A Still Place

I haven’t posted for a while, and it’s partly because I’ve been so busy. Mostly because I’ve been so busy. But there’s something else . . .


I feel as though I’m in a still place, a place of stasis. That’s not necessarily bad. Stillness is also peaceful, and I’ve been feeling less frantic than I have in a long time. It’s a good place: I love everything I’m doing. I love teaching undergraduate writing at Boston University, I love teaching my graduate creative writing students at Stonecoast. I have enough money to cover my living expenses and some luxuries, which certainly hasn’t always been the case. (Graduate school — ugh.) I live in a beautiful apartment, in a beautiful city. I just happen to have the best daughter in the world.

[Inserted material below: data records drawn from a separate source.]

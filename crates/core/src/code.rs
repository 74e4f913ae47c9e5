use std::fmt;

use serde::{Deserialize, Serialize};

/// Shortest valid tree depth. Two-digit codes are the roots of the hierarchy.
pub const MIN_DEPTH: usize = 2;
/// Deepest tree level carried by any catalog.
pub const MAX_DEPTH: usize = 6;
/// Nominal depth assigned to override tokens so they sort with the finest level.
pub const OVERRIDE_DEPTH: usize = 6;

/// Canonical household override code.
pub const HOUSEHOLD: &str = "F010";
/// Raw household spellings folded into [`HOUSEHOLD`] on normalization.
pub const HOUSEHOLD_VARIANTS: [&str; 2] = ["F0", "F01"];
/// Government enterprise override code.
pub const GOVERNMENT: &str = "S00201";

/// A sector classification code.
///
/// Numeric codes form a prefix tree: the parent of a length-n code is its
/// first n-1 digits. Non-numeric override tokens (households, government
/// enterprises) sit outside the tree as atomic leaves. Range tokens such as
/// `31-33` are never valid tree nodes; callers detect them with
/// [`SectorCode::is_range`] and reject them before reconciliation.
#[derive(Debug, Clone, PartialEq, Eq, Hash, PartialOrd, Ord, Serialize, Deserialize)]
#[serde(transparent)]
pub struct SectorCode(String);

impl SectorCode {
    pub fn new(code: impl Into<String>) -> Self {
        SectorCode(code.into().trim().to_string())
    }

    pub fn as_str(&self) -> &str {
        &self.0
    }

    pub fn into_string(self) -> String {
        self.0
    }

    /// True for codes made entirely of ASCII digits.
    pub fn is_numeric(&self) -> bool {
        !self.0.is_empty() && self.0.bytes().all(|b| b.is_ascii_digit())
    }

    /// True for sector-range tokens like `31-33`: digits, a dash, digits.
    pub fn is_range(&self) -> bool {
        match self.0.split_once('-') {
            Some((lo, hi)) => {
                !lo.is_empty()
                    && !hi.is_empty()
                    && lo.bytes().all(|b| b.is_ascii_digit())
                    && hi.bytes().all(|b| b.is_ascii_digit())
            }
            None => false,
        }
    }

    /// True for non-numeric, non-range tokens (households, government).
    pub fn is_override(&self) -> bool {
        !self.is_numeric() && !self.is_range()
    }

    /// Tree depth: digit count for numeric codes, [`OVERRIDE_DEPTH`] for
    /// override tokens. Range tokens are rejected before depth matters.
    pub fn depth(&self) -> usize {
        if self.is_numeric() {
            self.0.len()
        } else {
            OVERRIDE_DEPTH
        }
    }

    /// The one-level-coarser code, None at the roots and for overrides.
    pub fn parent(&self) -> Option<SectorCode> {
        if self.is_numeric() && self.0.len() > MIN_DEPTH {
            Some(SectorCode(self.0[..self.0.len() - 1].to_string()))
        } else {
            None
        }
    }

    /// Prefix of this code at `depth` digits. None for overrides, for codes
    /// shorter than `depth`, and below [`MIN_DEPTH`].
    pub fn truncate(&self, depth: usize) -> Option<SectorCode> {
        if !self.is_numeric() || depth < MIN_DEPTH || self.0.len() < depth {
            return None;
        }
        Some(SectorCode(self.0[..depth].to_string()))
    }

    /// True when `other` is a strictly finer code under this one.
    pub fn is_ancestor_of(&self, other: &SectorCode) -> bool {
        self.is_numeric()
            && other.is_numeric()
            && other.0.len() > self.0.len()
            && other.0.starts_with(&self.0)
    }

    /// Fold raw household spellings into the canonical [`HOUSEHOLD`] token.
    /// All other codes pass through unchanged.
    pub fn normalized(&self) -> SectorCode {
        if HOUSEHOLD_VARIANTS.contains(&self.0.as_str()) {
            SectorCode(HOUSEHOLD.to_string())
        } else {
            self.clone()
        }
    }
}

impl fmt::Display for SectorCode {
    fn fmt(&self, f: &mut fmt::Formatter<'_>) -> fmt::Result {
        write!(f, "{}", self.0)
    }
}

impl From<&str> for SectorCode {
    fn from(s: &str) -> Self {
        SectorCode::new(s)
    }
}

impl From<String> for SectorCode {
    fn from(s: String) -> Self {
        SectorCode::new(s)
    }
}
//! `sflow ratios` — emit a config's donor ratio table as CSV.

use std::path::PathBuf;

use sectorflow_engine::allocate::{by_location_and_activity, proportional, proportional_flagged};
use sectorflow_engine::model::{GroupKeySpec, SectorField};
use sectorflow_engine::{AllocationMethod, RatioTable};

use crate::exit_codes::{EXIT_INVALID_CONFIG, EXIT_RUNTIME};
use crate::reconcile::{load_run, LoadedRun};
use crate::CliError;

pub fn cmd_ratios(config_path: PathBuf, output_file: Option<PathBuf>) -> Result<(), CliError> {
    let LoadedRun { config, donor, .. } = load_run(&config_path)?;

    let Some(donor) = donor else {
        return Err(CliError::new(
            EXIT_INVALID_CONFIG,
            format!("method '{}' has no donor ratios", config.allocation.name()),
        )
        .with_hint("ratios needs a proportional or proportional_flagged config"));
    };

    let group = GroupKeySpec::new(config.group_by.clone())
        .map_err(|e| CliError::new(EXIT_INVALID_CONFIG, e.to_string()))?;

    let table = match &config.allocation {
        AllocationMethod::Proportional { per_activity: true, .. } => {
            by_location_and_activity(&donor, SectorField::ProducedBy, &group)
        }
        AllocationMethod::Proportional { .. } => proportional(&donor, &group),
        AllocationMethod::ProportionalFlagged { .. } => proportional_flagged(&donor, &group),
        // donor() returned Some, so the method carries a donor
        AllocationMethod::Direct | AllocationMethod::EqualSplit => unreachable!(),
    }
    .map_err(|e| CliError::new(EXIT_RUNTIME, e.to_string()))?;

    write_table(&table, output_file)?;
    eprintln!("{} ratio entries ({})", table.entries().len(), config.allocation.name());
    Ok(())
}

fn write_table(table: &RatioTable, output_file: Option<PathBuf>) -> Result<(), CliError> {
    let mut writer = csv::Writer::from_writer(Vec::new());
    writer
        .write_record(["location", "sector", "ratio", "donor_amount"])
        .map_err(|e| CliError::new(EXIT_RUNTIME, e.to_string()))?;
    for entry in table.entries() {
        let ratio = entry.ratio.map(|r| r.to_string()).unwrap_or_default();
        let donor_amount = entry.helper_amount.map(|a| a.to_string()).unwrap_or_default();
        writer
            .write_record([entry.location.as_str(), entry.sector.as_str(), &ratio, &donor_amount])
            .map_err(|e| CliError::new(EXIT_RUNTIME, e.to_string()))?;
    }

    let bytes = writer
        .into_inner()
        .map_err(|e| CliError::new(EXIT_RUNTIME, e.to_string()))?;
    let text = String::from_utf8(bytes)
        .map_err(|e| CliError::new(EXIT_RUNTIME, e.to_string()))?;

    match output_file {
        Some(path) => {
            std::fs::write(&path, &text)
                .map_err(|e| CliError::new(EXIT_RUNTIME, format!("cannot write output: {e}")))?;
            eprintln!("wrote {}", path.display());
        }
        None => print!("{text}"),
    }
    Ok(())
}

But it’s a strange place, too, because I’m not used to standing still. I’m used to things happening, to continually moving toward. Or, you know, away from . . . I’m used to a sense of motion, rather than stillness. It’s strange, for me, to think that I could stay here for the rest of my life, and it would be a perfectly good life. If nothing changed, I would be fine. Of course, that never happens. Things always change: if nothing else, I will get older. Nevertheless, if I stayed here, where I am, for a long time — it would be perfectly fine. And sometimes that fills me with a sense of panic.


Winter Storm 1


I think it’s because I’ve spent my entire life moving from place to place, adjusting to new circumstances. Hungary to Belgium to the United States. Philadelphia to Washington D.C. to Boston. To Richmond to New York to Boston again. University of Virginia to Harvard to Boston University. And now here I am, having lived in Boston for a long time, having been at Boston University for more than ten years, as a student and then teacher. A great deal has happened in that time — and it’s really only in the last few months, since I settled into this apartment, that I feel as though I’ve arrived someplace. That I’m not just transitioning from one place to another. There’s something lovely about feeling settled. But I’m not used to it.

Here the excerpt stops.